Pietro Antonio Locatelli

Introduttioni teatrali

Thüringer Bach Collegium, Ltg. Gernot Süssmuth

Rubrik: CDs
Verlag/Label: audite
erschienen in: das Orchester 10/2023 , Seite 71

Pietro Antonio Locatelli wurde 1685 in Bergamo geboren und war ein Zeitgenosse Johann Sebastian Bachs und Antonio Vivaldis. Das feinnervig und elektrisierend musizierende Thüringer Bach Collegium stellt hier einige seiner Concerti vor, die sich aufgrund ihrer konzertierenden Pracht auszeichnen. Oftmals werden mehrere im Charakter kontrastierende Motive nebeneinander gereiht. Dieses Additionsverfahren verdeutlicht das Thüringer Bach Collegium in ausgezeichneter Weise.
Die hier präsentierten Concerti der Sammlung op. 4 erschienen im Jahre 1735 in Amsterdam. Die bemerkenswerten Introduttioni teatrali schrieb Locatelli vermutlich für Theatereröffnungen. Sie sind dem „Amatore della musica“ Abraham Vermeeren gewidmet. Er schrieb selbst keine Opern, kannte sich aber in dramaturgischen Effekten offensichtlich gut aus, was diese Concerti allesamt beweisen. Alle sechs Introduktionen bewahren dabei das Schema einer traditionellen Opernsinfonia. Die beiden ersten Concerti des zweiten Teils lehnen sich an die Tradition der Concerti grossi an, was das Thüringer Bach Collegium gut verdeutlicht. Anklänge an Georg Friedrich Händel sind hier herauszuhören, denn Locatelli war wahrscheinlich in Rom Händels Schüler. Herausragend ist auf dieser klanglich transparenten CD das Concerto A imitazione de corni da caccia, wo die Jagdhörner höchst virtuos eingesetzt werden. Die Doppelgriffe der Violine heizen dabei die Stimmung erheblich an.

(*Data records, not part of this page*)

// Copyright 2025-present Harīṣh Tummalachērla
// SPDX-License-Identifier: Apache-2.0

//! The building blocks of a ranking call.
//!
//! `IndexedRecord` is the engine's only input shape; `QueryContext` is
//! assembled once per call and never mutated; `ScoredRecord` is the
//! intermediate the pipeline threads from scoring through to the final
//! sort (§3).

use serde::{Deserialize, Serialize};

/// A single indexed page record. Immutable input to the engine — the
/// pipeline borrows these for the duration of one `search` call and never
/// writes through the reference.
///
/// Invariant: `url` uniquely identifies a record within a corpus (set
/// semantics on ingest, enforced by the caller, not this crate).
#[derive(Debug, Clone, Serialize, Deserialize)]
#[serde(rename_all = "camelCase")]
pub struct IndexedRecord {
    pub url: String,
    #[serde(default)]
    pub title: String,
    #[serde(default)]
    pub host: String,
    #[serde(default)]
    pub meta_description: Option<String>,
    #[serde(default)]
    pub meta_keywords: Option<Vec<String>>,
    #[serde(default)]
    pub visit_count: u32,
    /// Wall-clock millisecond timestamp of the last visit.
    #[serde(default)]
    pub last_visit: u64,
    /// Pre-tokenized bag of lowercase words, length >= 2 each. A cache
    /// over `title + url + metadata`; re-derivable, never trusted blindly
    /// by scorers that can recompute cheaply from the raw fields.
    #[serde(default)]
    pub tokens: Vec<String>,
    /// Dense embedding vector. All embeddings in a corpus share the same
    /// dimensionality if present at all (caller's invariant to maintain).
    #[serde(default)]
    pub embedding: Option<Vec<f32>>,
    #[serde(default)]
    pub is_bookmark: bool,
    /// Folder path from root to leaf, only meaningful when `is_bookmark`.
    #[serde(default)]
    pub bookmark_folders: Option<Vec<String>>,
    #[serde(default)]
    pub bookmark_title: Option<String>,
}

/// Where a query token came from. Used to detect "only AI expansions
/// matched" for the AI-expansion post-boost (§4.5 step 5).
#[derive(Debug, Clone, Copy, PartialEq, Eq, Serialize, Deserialize)]
#[serde(rename_all = "lowercase")]
pub enum TokenOrigin {
    Original,
    Synonym,
    Ai,
}

/// A query token tagged with where it came from.
#[derive(Debug, Clone, PartialEq, Eq, Serialize, Deserialize)]
pub struct ExpandedToken {
    pub token: String,
    pub origin: TokenOrigin,
}

/// Read-only context assembled once per search call and threaded through
/// every scorer, booster, and the intent sorter. Nothing in the pipeline
/// mutates this after construction (§9 — no shared mutable state).
#[derive(Debug, Clone)]
pub struct QueryContext {
    /// Verbatim user string, already lowercased for comparisons.
    pub raw_query: String,
    pub original_tokens: Vec<String>,
    pub expanded_tokens: Vec<ExpandedToken>,
    pub query_embedding: Option<Vec<f32>>,
    pub flags: crate::config::QueryFlags,
}

impl QueryContext {
    /// Tokens of any origin, as plain strings, for scorers that don't
    /// care where a token came from (e.g. `multi_token_match`).
    pub fn expanded_token_strs(&self) -> Vec<&str> {
        self.expanded_tokens.iter().map(|t| t.token.as_str()).collect()
    }

    /// True if every classified hit among `expanded_tokens` came from an
    /// AI-origin token — i.e. no original or synonym token matched at
    /// all. Used by the AI-expansion post-boost (§4.5 step 5).
    pub fn only_ai_tokens_hit(&self, haystack: &str) -> bool {
        use crate::classify::{classify, MatchClass};

        let mut any_non_ai_hit = false;
        let mut any_ai_hit = false;
        for t in &self.expanded_tokens {
            if classify(&t.token, haystack) != MatchClass::None {
                match t.origin {
                    TokenOrigin::Ai => any_ai_hit = true,
                    TokenOrigin::Original | TokenOrigin::Synonym => any_non_ai_hit = true,
                }
            }
        }
        any_ai_hit && !any_non_ai_hit
    }
}

/// A matched span for UI highlighting: byte offsets into the *original*
/// (un-lowercased) field string, plus which field it came from (§6).
#[derive(Debug, Clone, Copy, PartialEq, Eq, Serialize, Deserialize)]
pub enum HighlightField {
    Title,
    Url,
    MetaDescription,
}

#[derive(Debug, Clone, Serialize, Deserialize)]
pub struct Highlight {
    pub field: HighlightField,
    pub start: usize,
    pub end: usize,
}

/// Per-scorer breakdown, useful for debugging and for the post-boost
/// composer, which needs several of these values directly (§4.4 last
/// paragraph: "the scorer manager also returns per-scorer values").
#[derive(Debug, Clone, Copy, Default)]
pub struct ScorerBreakdown {
    pub multi_token_match: f64,
    pub title: f64,
    pub recency: f64,
    pub cross_dimensional: f64,
    pub visit_count: f64,
    pub url: f64,
    pub meta: f64,
    pub domain_familiarity: f64,
    pub embedding: f64,
}

/// A scored record: the pipeline's intermediate representation. Borrows
/// the source record rather than cloning it (§3 ownership rule).
#[derive(Debug, Clone)]
pub struct ScoredRecord<'a> {
    pub record: &'a IndexedRecord,
    pub breakdown: ScorerBreakdown,
    pub base_score: f64,
    pub final_score: f64,
    pub intent_tier: u8,
    pub title_url_coverage: f64,
    pub title_url_quality: f64,
    pub split_field: bool,
    pub has_keyword_match: bool,
    pub has_literal_match: bool,
    pub highlights: Vec<Highlight>,
}

/// A single ranked output entry (§6 search call surface). This is what
/// `search` ultimately returns to callers who don't want to hold borrows
/// into the corpus.
#[derive(Debug, Clone, Serialize, Deserialize)]
pub struct SearchResultEntry {
    pub url: String,
    pub title: String,
    pub host: String,
    pub score: f64,
    pub tier: u8,
    pub highlights: Vec<Highlight>,
}

impl<'a> From<&ScoredRecord<'a>> for SearchResultEntry {
    fn from(scored: &ScoredRecord<'a>) -> Self {
        SearchResultEntry {
            url: scored.record.url.clone(),
            title: scored.record.title.clone(),
            host: scored.record.host.clone(),
            score: scored.final_score,
            tier: scored.intent_tier,
            highlights: scored.highlights.clone(),
        }
    }
}
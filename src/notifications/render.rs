//! Discord embed rendering for job notifications.

use crate::state::{JobStatus, NotificationState};
use chrono::{SecondsFormat, Utc};
use serde::Serialize;

const PROGRESS_BAR_SIZE: usize = 20;

#[derive(Debug, Clone, Serialize)]
pub struct WebhookMessage {
    pub embeds: Vec<Embed>,
}

#[derive(Debug, Clone, Serialize)]
pub struct Embed {
    pub title: String,
    pub color: u32,
    pub timestamp: String,
    pub footer: EmbedFooter,
    pub fields: Vec<EmbedField>,
}

#[derive(Debug, Clone, Serialize)]
pub struct EmbedFooter {
    pub text: String,
}

#[derive(Debug, Clone, PartialEq, Serialize)]
pub struct EmbedField {
    pub name: String,
    pub value: String,
    #[serde(skip_serializing_if = "std::ops::Not::not")]
    pub inline: bool,
}

/// Color and label shown for a job status.
pub fn status_style(status: JobStatus) -> (u32, &'static str) {
    match status {
        JobStatus::Queued => (0xa855f7, "Queued"),
        JobStatus::Processing => (0xf97316, "Converting"),
        JobStatus::Done => (0x84cc16, "Done"),
        JobStatus::Error => (0xef4444, "Error"),
    }
}

/// Render the full message for a notification state.
pub fn render_message(state: &NotificationState) -> WebhookMessage {
    let (color, label) = status_style(state.status);

    let mut fields = vec![field("Status", Some(label.to_string()), false)];
    fields.extend([
        field("Input file", Some(state.input_file.clone()), true),
        field("Output file", state.output_file.clone(), true),
        field("Audio language", state.audio_language.clone(), true),
        field("Speed", state.speed.clone(), true),
        field("Duration", state.total_time_seconds.map(format_seconds), true),
        field(
            "Current Timestamp",
            state.current_time_seconds.map(format_seconds),
            true,
        ),
        field("Progress", state.progress().map(progress_bar), false),
        field(
            "Error Message",
            state
                .error_message
                .as_ref()
                .filter(|e| !e.is_empty())
                .map(|e| format!("```\n{}\n```", e)),
            false,
        ),
    ]);

    WebhookMessage {
        embeds: vec![Embed {
            title: "Converting file".to_string(),
            color,
            timestamp: Utc::now().to_rfc3339_opts(SecondsFormat::Millis, true),
            footer: EmbedFooter {
                text: "Last update".to_string(),
            },
            fields: fields.into_iter().flatten().collect(),
        }],
    }
}

fn field(name: &str, value: Option<String>, inline: bool) -> Option<EmbedField> {
    value.map(|value| EmbedField {
        name: name.to_string(),
        value,
        inline,
    })
}

/// `3725.9` → `1h 2m 5s`. Zero components are left out; zero itself is `0s`.
pub fn format_seconds(seconds: f64) -> String {
    let total = if seconds.is_finite() && seconds > 0.0 {
        seconds.trunc() as u64
    } else {
        0
    };
    let (h, m, s) = (total / 3600, (total % 3600) / 60, total % 60);

    let parts: Vec<String> = [(h, "h"), (m, "m"), (s, "s")]
        .iter()
        .filter(|(value, _)| *value > 0)
        .map(|(value, unit)| format!("{}{}", value, unit))
        .collect();

    if parts.is_empty() {
        "0s".to_string()
    } else {
        parts.join(" ")
    }
}

/// Fixed-width glyph bar followed by the percentage, e.g. `██████░░… 30.0%`.
pub fn progress_bar(progress: f64) -> String {
    let bar: String = (0..PROGRESS_BAR_SIZE)
        .map(|i| {
            if (i as f64 / PROGRESS_BAR_SIZE as f64) < progress {
                '█'
            } else {
                '░'
            }
        })
        .collect();
    format!("{} {:.1}%", bar, progress * 100.0)
}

Tanzartiger Schwung und Synkopen beherrschen das Werk. Es kommt zu harmonisch spannenden Fortschreitungen. Auch die Fuge besitzt bewegenden Zuschnitt. Chromatische Passagen korrespondieren bei allen Concerti mit vielfältigen harmonischen Einfällen, die sich gegenseitig ergänzen. Auch das Pianissimo ist für die damalige Zeit bemerkenswert. Das Wechselspiel zwischen hohen und tiefen Klangbereichen fällt besonders auf. Empfindsamkeit sowie Sturm und Drang führen immer wieder zu rasanten Steigerungen.
Diese aufgrund ihrer elektrisierenden Spontanität empfehlenswerte Einspielung verwirklicht die Konzerte Locatellis in kleiner Besetzung. Es kommt zu einem rasanten Wechselspiel von hochvirtuosen Solo- und Tutti-Passagen. Die exzellenten Musiker zeigen hier eine fast sportliche Präsenz. Auch die Einfühlsamkeit beim Zusammenspiel kommt beim Thüringer Bach Collegium nicht zu kurz. Neuartige Kompositionstechniken werden brillant präsentiert. Kühne Sprünge, Doppelgriffe und das Spiel in hohen Lagen feiern Triumphe. Gelegentlich könnte die Akustik auch noch direkter und unmittelbarer sein. Trotzdem ist hier eine sehr gute Aufnahme entstanden.